■ Exercise aim:
All records need to be reproduced exactly. Keep every word as it is.

■ Data extracts:
//! End-to-end handler tests: the full router driven through `oneshot`,
//! with in-memory repository and cache store.

use axum::{
    body::Body,
    http::{header, Request, StatusCode},
    Router,
};
use http_body_util::BodyExt;
use moto_config::{AccessPolicy, ServerConfig};
use moto_repository::MemoryUserRepository;
use moto_rest::{create_router, AppState, CacheContext};
use moto_service::{
    CacheStore, CachedUserService, KeyScheme, MemoryCacheStore, PasswordHasher, UserService,
    UserServiceImpl,
};
use serde_json::{json, Value};
use std::sync::Arc;
use std::time::Duration;
use tower::ServiceExt;

fn test_router(policy: AccessPolicy) -> Router {
    let repo = Arc::new(MemoryUserRepository::new());
    let cache = Arc::new(MemoryCacheStore::new());
    let inner = Arc::new(UserServiceImpl::new(
        repo,
        Arc::new(PasswordHasher::new()),
    ));
    let cached = CachedUserService::new(
        inner,
        cache as Arc<dyn CacheStore>,
        KeyScheme::new("users", ':').unwrap(),
        Duration::from_secs(300),
    );
    let stats = cached.stats();
    let state = AppState::new(
        Arc::new(cached) as Arc<dyn UserService>,
        CacheContext {
            collection: "users".to_string(),
            ttl_secs: 300,
            enabled: true,
            stats,
        },
    );
    create_router(state, &ServerConfig::default(), policy)
}

async fn body_json(response: axum::response::Response) -> Value {
    let bytes = response.into_body().collect().await.unwrap().to_bytes();
    serde_json::from_slice(&bytes).unwrap()
}

fn create_user_request(email: &str) -> Request<Body> {
    Request::builder()
        .method("POST")
        .uri("/api/v1/users")
        .header(header::CONTENT_TYPE, "application/json")
        .body(Body::from(
            json!({
                "email": email,
                "password": "password123",
                "user_type": "rider"
            })
            .to_string(),
        ))
        .unwrap()
}

#[tokio::test]
async fn list_users_empty() {
    let router = test_router(AccessPolicy::AllowAll);

    let response = router
        .oneshot(
            Request::builder()
                .uri("/api/v1/users")
                .body(Body::empty())
                .unwrap(),
        )
        .await
        .unwrap();

    assert_eq!(response.status(), StatusCode::OK);
    let body = body_json(response).await;
    assert_eq!(body["success"], json!(true));
    assert_eq!(body["data"]["count"], json!(0));
}

#[tokio::test]
async fn create_then_get_user() {
    let router = test_router(AccessPolicy::AllowAll);

    let response = router
        .clone()
        .oneshot(create_user_request("rider@example.com"))
        .await
        .unwrap();
    assert_eq!(response.status(), StatusCode::CREATED);
    let created = body_json(response).await;
    let id = created["data"]["id"].as_i64().unwrap();
    assert!(created["data"].get("password_hash").is_none());

    let response = router
        .oneshot(
            Request::builder()
                .uri(format!("/api/v1/users/{id}"))
                .body(Body::empty())
                .unwrap(),
        )
        .await
        .unwrap();
    assert_eq!(response.status(), StatusCode::OK);
    let fetched = body_json(response).await;
    assert_eq!(fetched["data"]["email"], json!("rider@example.com"));
}

#[tokio::test]
async fn get_missing_user_is_404() {
    let router = test_router(AccessPolicy::AllowAll);

    let response = router
        .oneshot(
            Request::builder()
                .uri("/api/v1/users/999")
                .body(Body::empty())
                .unwrap(),
        )
        .await
        .unwrap();

    assert_eq!(response.status(), StatusCode::NOT_FOUND);
    let body = body_json(response).await;
    assert_eq!(body["error"]["code"], json!("NOT_FOUND"));
}

#[tokio::test]
async fn malformed_user_id_is_400() {
    let router = test_router(AccessPolicy::AllowAll);

    let response = router
        .oneshot(
            Request::builder()
                .uri("/api/v1/users/not-a-number")
                .body(Body::empty())
                .unwrap(),
        )
        .await
        .unwrap();

    assert_eq!(response.status(), StatusCode::BAD_REQUEST);
}

#[tokio::test]
async fn invalid_create_payload_is_400() {
    let router = test_router(AccessPolicy::AllowAll);

    let response = router.oneshot(create_user_request("not-an-email")).await.unwrap();

    assert_eq!(response.status(), StatusCode::BAD_REQUEST);
    let body = body_json(response).await;
    assert_eq!(body["error"]["code"], json!("VALIDATION_ERROR"));
    assert_eq!(body["error"]["details"][0]["field"], json!("email"));
}

#[tokio::test]
async fn delete_user_returns_204() {
    let router = test_router(AccessPolicy::AllowAll);

    let response = router
        .clone()
        .oneshot(create_user_request("gone@example.com"))
        .await
        .unwrap();
    let id = body_json(response).await["data"]["id"].as_i64().unwrap();

    let response = router
        .clone()
        .oneshot(
            Request::builder()
                .method("DELETE")
                .uri(format!("/api/v1/users/{id}"))
                .body(Body::empty())
                .unwrap(),
        )
        .await
        .unwrap();
    assert_eq!(response.status(), StatusCode::NO_CONTENT);

    let response = router
        .oneshot(
            Request::builder()
                .uri(format!("/api/v1/users/{id}"))
                .body(Body::empty())
                .unwrap(),
        )
        .await
        .unwrap();
    assert_eq!(response.status(), StatusCode::NOT_FOUND);
}

#[tokio::test]
async fn cache_stats_reflects_traffic() {
    let router = test_router(AccessPolicy::AllowAll);

    // miss then hit on the list path
    for _ in 0..2 {
        router
            .clone()
            .oneshot(
                Request::builder()
                    .uri("/api/v1/users")
                    .body(Body::empty())
                    .unwrap(),
            )
            .await
            .unwrap();
    }

    let response = router
        .oneshot(
            Request::builder()
                .uri("/api/v1/cache-stats")
                .body(Body::empty())
                .unwrap(),
        )
        .await
        .unwrap();
    assert_eq!(response.status(), StatusCode::OK);
    let body = body_json(response).await;
    assert_eq!(body["data"]["collection"], json!("users"));
    assert_eq!(body["data"]["counters"]["misses"], json!(1));
    assert_eq!(body["data"]["counters"]["hits"], json!(1));
}

#[tokio::test]
async fn authenticated_policy_requires_bearer_token() {
    let router = test_router(AccessPolicy::Authenticated);

    let response = router
        .clone()
        .oneshot(
            Request::builder()
                .uri("/api/v1/users")
                .body(Body::empty())
                .unwrap(),
        )
        .await
        .unwrap();
    assert_eq!(response.status(), StatusCode::UNAUTHORIZED);

    let response = router
        .oneshot(
            Request::builder()
                .uri("/api/v1/users")
                .header(header::AUTHORIZATION, "Bearer test-token")
                .body(Body::empty())
                .unwrap(),
        )
        .await
        .unwrap();
    assert_eq!(response.status(), StatusCode::OK);
}

#[tokio::test]
async fn health_endpoint_is_open() {
    let router = test_router(AccessPolicy::Authenticated);

    let response = router
        .oneshot(
            Request::builder()
                .uri("/health")
                .body(Body::empty())
                .unwrap(),
        )
        .await
        .unwrap();
    assert_eq!(response.status(), StatusCode::OK);
}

■ Response:
//! End-to-end handler tests: the full router driven through `oneshot`,
//! with in-memory repository and cache store.

use axum::{
    body::Body,
    http::{header, Request, StatusCode},
    Router,
};
use http_body_util::BodyExt;
use moto_config::{AccessPolicy, ServerConfig};
use moto_repository::MemoryUserRepository;
use moto_rest::{create_router, AppState, CacheContext};
use moto_service::{
    CacheStore, CachedUserService, KeyScheme, MemoryCacheStore, PasswordHasher, UserService,
    UserServiceImpl,
};
use serde_json::{json, Value};
use std::sync::Arc;
use std::time::Duration;
use tower::ServiceExt;

fn test_router(policy: AccessPolicy) -> Router {
    let repo = Arc::new(MemoryUserRepository::new());
    let cache = Arc::new(MemoryCacheStore::new());
    let inner = Arc::new(UserServiceImpl::new(
        repo,
        Arc::new(PasswordHasher::new()),
    ));
    let cached = CachedUserService::new(
        inner,
        cache as Arc<dyn CacheStore>,
        KeyScheme::new("users", ':').unwrap(),
        Duration::from_secs(300),
    );
    let stats = cached.stats();
    let state = AppState::new(
        Arc::new(cached) as Arc<dyn UserService>,
        CacheContext {
            collection: "users".to_string(),
            ttl_secs: 300,
            enabled: true,
            stats,
        },
    );
    create_router(state, &ServerConfig::default(), policy)
}

async fn body_json(response: axum::response::Response) -> Value {
    let bytes = response.into_body().collect().await.unwrap().to_bytes();
    serde_json::from_slice(&bytes).unwrap()
}

fn create_user_request(email: &str) -> Request<Body> {
    Request::builder()
        .method("POST")
        .uri("/api/v1/users")
        .header(header::CONTENT_TYPE, "application/json")
        .body(Body::from(
            json!({
                "email": email,
                "password": "password123",
                "user_type": "rider"
            })
            .to_string(),
        ))
        .unwrap()
}

#[tokio::test]
async fn list_users_empty() {
    let router = test_router(AccessPolicy::AllowAll);

    let response = router
        .oneshot(
            Request::builder()
                .uri("/api/v1/users")
                .body(Body::empty())
                .unwrap(),
        )
        .await
        .unwrap();

    assert_eq!(response.status(), StatusCode::OK);
    let body = body_json(response).await;
    assert_eq!(body["success"], json!(true));
    assert_eq!(body["data"]["count"], json!(0));
}

#[tokio::test]
async fn create_then_get_user() {
    let router = test_router(AccessPolicy::AllowAll);

    let response = router
        .clone()
        .oneshot(create_user_request("rider@example.com"))
        .await
        .unwrap();
    assert_eq!(response.status(), StatusCode::CREATED);
    let created = body_json(response).await;
    let id = created["data"]["id"].as_i64().unwrap();
    assert!(created["data"].get("password_hash").is_none());

    let response = router
        .oneshot(
            Request::builder()
                .uri(format!("/api/v1/users/{id}"))
                .body(Body::empty())
                .unwrap(),
        )
        .await
        .unwrap();
    assert_eq!(response.status(), StatusCode::OK);
    let fetched = body_json(response).await;
    assert_eq!(fetched["data"]["email"], json!("rider@example.com"));
}

#[tokio::test]
async fn get_missing_user_is_404() {
    let router = test_router(AccessPolicy::AllowAll);

    let response = router
        .oneshot(
            Request::builder()
                .uri("/api/v1/users/999")
                .body(Body::empty())
                .unwrap(),
        )
        .await
        .unwrap();

    assert_eq!(response.status(), StatusCode::NOT_FOUND);
    let body = body_json(response).await;
    assert_eq!(body["error"]["code"], json!("NOT_FOUND"));
}

#[tokio::test]
async fn malformed_user_id_is_400() {
    let router = test_router(AccessPolicy::AllowAll);

    let response = router
        .oneshot(
            Request::builder()
                .uri("/api/v1/users/not-a-number")
                .body(Body::empty())
                .unwrap(),
        )
        .await
        .unwrap();

    assert_eq!(response.status(), StatusCode::BAD_REQUEST);
}

#[tokio::test]
async fn invalid_create_payload_is_400() {
    let router = test_router(AccessPolicy::AllowAll);

    let response = router.oneshot(create_user_request("not-an-email")).await.unwrap();

    assert_eq!(response.status(), StatusCode::BAD_REQUEST);
    let body = body_json(response).await;
    assert_eq!(body["error"]["code"], json!("VALIDATION_ERROR"));
    assert_eq!(body["error"]["details"][0]["field"], json!("email"));
}

#[tokio::test]
async fn delete_user_returns_204() {
    let router = test_router(AccessPolicy::AllowAll);

    let response = router
        .clone()
        .oneshot(create_user_request("gone@example.com"))
        .await
        .unwrap();
    let id = body_json(response).await["data"]["id"].as_i64().unwrap();

    let response = router
        .clone()
        .oneshot(
            Request::builder()
                .method("DELETE")
                .uri(format!("/api/v1/users/{id}"))
                .body(Body::empty())
                .unwrap(),
        )
        .await
        .unwrap();
    assert_eq!(response.status(), StatusCode::NO_CONTENT);

    let response = router
        .oneshot(
            Request::builder()
                .uri(format!("/api/v1/users/{id}"))
                .body(Body::empty())
                .unwrap(),
        )
        .await
        .unwrap();
    assert_eq!(response.status(), StatusCode::NOT_FOUND);
}

#[tokio::test]
async fn cache_stats_reflects_traffic() {
    let router = test_router(AccessPolicy::AllowAll);

    // miss then hit on the list path
    for _ in 0..2 {
        router
            .clone()
            .oneshot(
                Request::builder()
                    .uri("/api/v1/users")
                    .body(Body::empty())
                    .unwrap(),
            )
            .await
            .unwrap();
    }

    let response = router
        .oneshot(
            Request::builder()
                .uri("/api/v1/cache-stats")
                .body(Body::empty())
                .unwrap(),
        )
        .await
        .unwrap();
    assert_eq!(response.status(), StatusCode::OK);
    let body = body_json(response).await;
    assert_eq!(body["data"]["collection"], json!("users"));
    assert_eq!(body["data"]["counters"]["misses"], json!(1));
    assert_eq!(body["data"]["counters"]["hits"], json!(1));
}

#[tokio::test]
async fn authenticated_policy_requires_bearer_token() {
    let router = test_router(AccessPolicy::Authenticated);

    let response = router
        .clone()
        .oneshot(
            Request::builder()
                .uri("/api/v1/users")
                .body(Body::empty())
                .unwrap(),
        )
        .await
        .unwrap();
    assert_eq!(response.status(), StatusCode::UNAUTHORIZED);

    let response = router
        .oneshot(
            Request::builder()
                .uri("/api/v1/users")
                .header(header::AUTHORIZATION, "Bearer test-token")
                .body(Body::empty())
                .unwrap(),
        )
        .await
        .unwrap();
    assert_eq!(response.status(), StatusCode::OK);
}

#[tokio::test]
async fn health_endpoint_is_open() {
    let router = test_router(AccessPolicy::Authenticated);

    let response = router
        .oneshot(
            Request::builder()
                .uri("/health")
                .body(Body::empty())
                .unwrap(),
        )
        .await
        .unwrap();
    assert_eq!(response.status(), StatusCode::OK);
}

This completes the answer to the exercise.